The God among us is the God who refuses to be God without us, so great is God's Love. - Tripp Fuller

According to some Christian outlooks we were made for another world. Perhaps, rather, we were made for this world to recreate, reclaim, redeem, and renew unto God's future aspiration by the power of His Spirit. - R.E. Slater

Our eschatological ethos is to love. To stand with those who are oppressed. To stand against those who are oppressing. It is that simple. Love is our only calling and Christian Hope. - R.E. Slater

Secularization theory has been massively falsified. We don't live in an age of secularity. We live in an age of explosive, pervasive religiosity... an age of religious pluralism. - Peter L. Berger

Exploring the edge of life and faith in a post-everything world. - Todd Littleton

I don't need another reason to believe, your love is all around for me to see. – Anon

Thou art our need; and in giving us more of thyself thou givest us all. - Khalil Gibran, Prayer XXIII

Be careful what you pretend to be.
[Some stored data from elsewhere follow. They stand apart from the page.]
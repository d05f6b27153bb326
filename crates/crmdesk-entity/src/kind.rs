//! Entity type discriminator used by policy and uniqueness tables.

use std::fmt;

use serde::{Deserialize, Serialize};

/// Identifies one of the four managed entity types.
#[derive(Debug, Clone, Copy, PartialEq, Eq, Hash, Serialize, Deserialize)]
#[serde(rename_all = "snake_case")]
pub enum EntityKind {
    /// A staff user account.
    Staff,
    /// A client record.
    Client,
    /// A contract record.
    Contract,
    /// An event record.
    Event,
}

impl EntityKind {
    /// Return the kind as a lowercase string.
    pub fn as_str(&self) -> &'static str {
        match self {
            Self::Staff => "staff",
            Self::Client => "client",
            Self::Contract => "contract",
            Self::Event => "event",
        }
    }
}

impl fmt::Display for EntityKind {
    fn fmt(&self, f: &mut fmt::Formatter<'_>) -> fmt::Result {
        write!(f, "{}", self.as_str())
    }
}
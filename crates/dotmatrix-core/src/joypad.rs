use crate::interrupts::{Interrupt, Interrupts};

pub const P1: u16 = 0xFF00;

const SELECT_DPAD: u8 = 0x10;
const SELECT_BUTTONS: u8 = 0x20;

#[derive(Debug, Clone, Copy, PartialEq, Eq)]
pub enum Button {
    Right,
    Left,
    Up,
    Down,
    A,
    B,
    Select,
    Start,
}

impl Button {
    /// Bit in the pressed-state byte: d-pad in the low nibble, action
    /// buttons in the high nibble.
    fn mask(self) -> u8 {
        match self {
            Button::Right => 0x01,
            Button::Left => 0x02,
            Button::Up => 0x04,
            Button::Down => 0x08,
            Button::A => 0x10,
            Button::B => 0x20,
            Button::Select => 0x40,
            Button::Start => 0x80,
        }
    }
}

/// P1 joypad matrix. Reads report pressed buttons as 0 in the selected rows.
pub struct Joypad {
    /// Select bits 4-5 as last written (0 selects the row).
    select: u8,
    /// Bitmask of held buttons, 1 = pressed.
    pressed: u8,
}

impl Joypad {
    pub fn new() -> Self {
        Self {
            select: SELECT_DPAD | SELECT_BUTTONS,
            pressed: 0,
        }
    }

    fn lines(&self) -> u8 {
        let mut low = 0x0F;
        if self.select & SELECT_DPAD == 0 {
            low &= !(self.pressed & 0x0F);
        }
        if self.select & SELECT_BUTTONS == 0 {
            low &= !(self.pressed >> 4);
        }
        low
    }

    pub fn read(&self) -> u8 {
        0xC0 | self.select | self.lines()
    }

    pub fn write(&mut self, val: u8, irq: &mut Interrupts) {
        let before = self.lines();
        self.select = val & (SELECT_DPAD | SELECT_BUTTONS);
        self.raise_on_fall(before, irq);
    }

    pub fn press(&mut self, button: Button, irq: &mut Interrupts) {
        let before = self.lines();
        self.pressed |= button.mask();
        self.raise_on_fall(before, irq);
    }

    pub fn release(&mut self, button: Button) {
        self.pressed &= !button.mask();
    }

    /// Any input line going from high to low requests the Joypad interrupt.
    fn raise_on_fall(&self, before: u8, irq: &mut Interrupts) {
        if before & !self.lines() != 0 {
            irq.request(Interrupt::Joypad);
        }
    }
}

impl Default for Joypad {
    fn default() -> Self {
        Self::new()
    }
}
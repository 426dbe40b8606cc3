use crate::interrupts::{Interrupt, Interrupts};

pub const DIV: u16 = 0xFF04;
pub const TIMA: u16 = 0xFF05;
pub const TMA: u16 = 0xFF06;
pub const TAC: u16 = 0xFF07;

/// Ticks between a TIMA overflow and the TMA reload.
const RELOAD_DELAY: u8 = 4;

pub struct Timer {
    /// 16-bit internal divider counter. DIV register is the upper 8 bits.
    pub div: u16,
    /// Timer counter
    pub tima: u8,
    /// Timer modulo
    pub tma: u8,
    /// Timer control
    pub tac: u8,
    last_signal: bool,
    /// Ticks left until TIMA is reloaded from TMA after an overflow
    reload_in: Option<u8>,
}

impl Timer {
    pub fn new() -> Self {
        Self {
            div: 0,
            tima: 0,
            tma: 0,
            tac: 0,
            last_signal: false,
            reload_in: None,
        }
    }

    pub fn read(&self, addr: u16) -> u8 {
        match addr {
            DIV => (self.div >> 8) as u8,
            TIMA => self.tima,
            TMA => self.tma,
            TAC => self.tac | 0xF8,
            _ => 0xFF,
        }
    }

    pub fn write(&mut self, addr: u16, val: u8) {
        match addr {
            DIV => self.set_div(0),
            TIMA => {
                // Writing during the reload delay cancels the reload.
                self.tima = val;
                self.reload_in = None;
            }
            TMA => self.tma = val,
            TAC => {
                self.tac = val & 0x07;
                self.sample_edge();
            }
            _ => {}
        }
    }

    /// Advance the timer by `ticks`, requesting the Timer interrupt when a
    /// reload completes.
    pub fn step(&mut self, ticks: u32, irq: &mut Interrupts) {
        for _ in 0..ticks {
            if let Some(delay) = self.reload_in.as_mut() {
                *delay -= 1;
                if *delay == 0 {
                    self.reload_in = None;
                    self.tima = self.tma;
                    irq.request(Interrupt::Timer);
                }
            }
            self.set_div(self.div.wrapping_add(1));
        }
    }

    fn set_div(&mut self, div: u16) {
        self.div = div;
        self.sample_edge();
    }

    /// Increment TIMA on a falling edge of the selected divider bit.
    fn sample_edge(&mut self) {
        let signal = self.signal();
        if self.last_signal && !signal {
            self.increment();
        }
        self.last_signal = signal;
    }

    fn increment(&mut self) {
        if self.tima == 0xFF {
            self.tima = 0;
            self.reload_in = Some(RELOAD_DELAY);
        } else {
            self.tima += 1;
        }
    }

    fn timer_bit(&self) -> u16 {
        match self.tac & 0x03 {
            0x00 => 9,
            0x01 => 3,
            0x02 => 5,
            _ => 7,
        }
    }

    fn signal(&self) -> bool {
        self.tac & 0x04 != 0 && (self.div >> self.timer_bit()) & 1 != 0
    }
}

impl Default for Timer {
    fn default() -> Self {
        Self::new()
    }
}
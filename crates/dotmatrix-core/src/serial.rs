use log::debug;

use crate::interrupts::{Interrupt, Interrupts};

pub const SB: u16 = 0xFF01;
pub const SC: u16 = 0xFF02;

/// SC value that starts a transfer on the internal clock.
const START_INTERNAL: u8 = 0x81;

/// Serial registers without a link partner.
///
/// A transfer started on the internal clock completes immediately: the
/// outgoing byte is captured, SB reads back 0xFF (line dead) and the Serial
/// interrupt is requested. Externally clocked transfers never complete.
pub struct Serial {
    sb: u8,
    sc: u8,
    out_buf: Vec<u8>,
}

impl Serial {
    pub fn new() -> Self {
        Self {
            sb: 0,
            sc: 0,
            out_buf: Vec::new(),
        }
    }

    pub fn read(&self, addr: u16) -> u8 {
        match addr {
            SB => self.sb,
            SC => self.sc | 0x7E,
            _ => 0xFF,
        }
    }

    pub fn write(&mut self, addr: u16, val: u8, irq: &mut Interrupts) {
        match addr {
            SB => self.sb = val,
            SC => {
                self.sc = val;
                if val & START_INTERNAL == START_INTERNAL {
                    debug!("serial out: {:02X} {:?}", self.sb, self.sb as char);
                    self.out_buf.push(self.sb);
                    self.sb = 0xFF;
                    self.sc &= !0x80;
                    irq.request(Interrupt::Serial);
                }
            }
            _ => {}
        }
    }

    pub fn take_output(&mut self) -> Vec<u8> {
        std::mem::take(&mut self.out_buf)
    }

    pub fn peek_output(&self) -> &[u8] {
        &self.out_buf
    }
}

impl Default for Serial {
    fn default() -> Self {
        Self::new()
    }
}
You become what you pretend to be. - Kurt Vonnegut

Religious beliefs, far from being primary, are often shaped and adjusted by our social goals. - Jim Forest

We become who we are by what we believe and can justify. - R.E. Slater

People, even more than things, need to be restored, renewed, revived, reclaimed, and redeemed; never throw out anyone. – Anon

Certainly, God's love has made fools of us all. - R.E. Slater

An apocalyptic Christian faith doesn't wait for Jesus to come, but for Jesus to become in our midst. - R.E. Slater

Christian belief in God begins with the cross and resurrection of Jesus, not with rational apologetics. - Eberhard Jüngel, Jürgen Moltmann

Our knowledge of God is through the 'I-Thou' encounter, not in finding God at the end of a syllogism or argument. There is a grave danger in any Christian treatment of God as an object. The God of Jesus Christ and Scripture is irreducibly subject and never made as an object, a force, a power, or a principle that can be manipulated. - Emil Brunner

“Ehyeh Asher Ehyeh” means "I will be that who I have yet to become." - God (Ex 3.14) or, conversely, “I AM who I AM Becoming.”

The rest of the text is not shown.